(Data shown begins)

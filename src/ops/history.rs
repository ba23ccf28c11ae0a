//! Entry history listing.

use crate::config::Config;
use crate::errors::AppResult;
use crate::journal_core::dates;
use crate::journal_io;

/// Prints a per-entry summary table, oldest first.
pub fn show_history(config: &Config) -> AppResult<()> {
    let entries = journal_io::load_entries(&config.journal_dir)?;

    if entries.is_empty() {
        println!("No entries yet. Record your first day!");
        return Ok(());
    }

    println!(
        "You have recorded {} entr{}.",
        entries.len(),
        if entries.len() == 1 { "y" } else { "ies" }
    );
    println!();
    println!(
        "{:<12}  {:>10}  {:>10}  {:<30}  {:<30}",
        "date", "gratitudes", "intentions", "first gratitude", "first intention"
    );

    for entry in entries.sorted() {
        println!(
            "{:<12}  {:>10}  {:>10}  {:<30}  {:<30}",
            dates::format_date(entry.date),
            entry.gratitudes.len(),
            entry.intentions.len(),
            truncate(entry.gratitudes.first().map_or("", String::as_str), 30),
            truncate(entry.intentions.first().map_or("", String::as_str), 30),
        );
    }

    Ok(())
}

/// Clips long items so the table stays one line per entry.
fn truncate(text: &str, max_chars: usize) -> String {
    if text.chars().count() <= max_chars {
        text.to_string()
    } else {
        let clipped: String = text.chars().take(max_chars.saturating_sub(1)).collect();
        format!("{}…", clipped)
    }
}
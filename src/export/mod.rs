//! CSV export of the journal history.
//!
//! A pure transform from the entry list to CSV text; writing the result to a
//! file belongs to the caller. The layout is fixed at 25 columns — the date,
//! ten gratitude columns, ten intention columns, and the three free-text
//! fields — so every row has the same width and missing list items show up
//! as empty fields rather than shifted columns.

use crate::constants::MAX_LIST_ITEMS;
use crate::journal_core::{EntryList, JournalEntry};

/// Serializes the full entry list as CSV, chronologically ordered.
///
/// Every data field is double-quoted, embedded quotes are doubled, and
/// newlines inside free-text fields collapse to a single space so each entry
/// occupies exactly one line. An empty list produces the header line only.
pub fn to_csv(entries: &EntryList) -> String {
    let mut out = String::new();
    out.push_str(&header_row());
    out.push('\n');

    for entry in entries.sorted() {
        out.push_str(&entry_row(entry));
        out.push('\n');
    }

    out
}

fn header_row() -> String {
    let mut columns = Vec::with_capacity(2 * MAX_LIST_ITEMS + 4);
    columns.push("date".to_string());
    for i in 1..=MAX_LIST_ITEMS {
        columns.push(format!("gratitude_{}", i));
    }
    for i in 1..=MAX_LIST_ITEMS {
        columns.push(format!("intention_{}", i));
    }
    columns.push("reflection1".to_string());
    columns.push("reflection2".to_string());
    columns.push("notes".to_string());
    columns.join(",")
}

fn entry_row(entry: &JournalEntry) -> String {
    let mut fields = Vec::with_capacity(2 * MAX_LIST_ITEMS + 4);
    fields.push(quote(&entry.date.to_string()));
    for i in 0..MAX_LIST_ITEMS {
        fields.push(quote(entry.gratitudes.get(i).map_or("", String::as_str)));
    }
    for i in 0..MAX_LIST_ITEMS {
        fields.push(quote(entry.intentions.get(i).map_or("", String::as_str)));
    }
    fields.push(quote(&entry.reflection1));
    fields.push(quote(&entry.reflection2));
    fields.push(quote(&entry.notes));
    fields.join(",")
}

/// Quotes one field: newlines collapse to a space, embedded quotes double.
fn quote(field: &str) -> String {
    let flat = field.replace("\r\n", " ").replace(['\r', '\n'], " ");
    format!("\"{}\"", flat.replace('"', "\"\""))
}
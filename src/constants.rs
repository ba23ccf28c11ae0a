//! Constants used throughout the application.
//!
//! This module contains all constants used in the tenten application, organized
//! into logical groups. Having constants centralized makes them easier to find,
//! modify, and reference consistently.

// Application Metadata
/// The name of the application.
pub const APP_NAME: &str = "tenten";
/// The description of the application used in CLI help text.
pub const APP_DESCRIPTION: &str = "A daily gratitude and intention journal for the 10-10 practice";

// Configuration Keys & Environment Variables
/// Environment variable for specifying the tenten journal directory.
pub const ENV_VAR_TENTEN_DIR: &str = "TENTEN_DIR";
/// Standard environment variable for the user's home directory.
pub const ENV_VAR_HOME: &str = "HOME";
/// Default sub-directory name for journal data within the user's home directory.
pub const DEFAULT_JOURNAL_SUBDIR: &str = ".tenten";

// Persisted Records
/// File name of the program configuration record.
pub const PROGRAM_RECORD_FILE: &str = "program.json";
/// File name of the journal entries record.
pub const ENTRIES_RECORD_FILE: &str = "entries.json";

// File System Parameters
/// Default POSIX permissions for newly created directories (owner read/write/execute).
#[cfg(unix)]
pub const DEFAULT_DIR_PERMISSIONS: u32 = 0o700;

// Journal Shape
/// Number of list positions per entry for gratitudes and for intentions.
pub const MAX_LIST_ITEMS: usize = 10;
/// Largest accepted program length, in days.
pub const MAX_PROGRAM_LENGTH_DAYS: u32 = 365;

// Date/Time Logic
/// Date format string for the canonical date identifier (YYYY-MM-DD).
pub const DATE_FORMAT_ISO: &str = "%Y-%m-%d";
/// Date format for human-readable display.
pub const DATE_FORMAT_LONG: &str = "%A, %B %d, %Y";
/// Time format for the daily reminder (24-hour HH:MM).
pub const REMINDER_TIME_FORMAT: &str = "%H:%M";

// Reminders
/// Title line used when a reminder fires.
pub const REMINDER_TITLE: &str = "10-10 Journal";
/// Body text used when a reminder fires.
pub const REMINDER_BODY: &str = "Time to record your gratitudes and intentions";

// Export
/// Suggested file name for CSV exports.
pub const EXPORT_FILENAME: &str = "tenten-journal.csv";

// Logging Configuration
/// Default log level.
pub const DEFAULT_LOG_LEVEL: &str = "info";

(Data shown ends)

§ **What this task involves**:
A single number is the whole answer: the number of lines in the entries that include "used".

§ **Reply to the exercise**:
5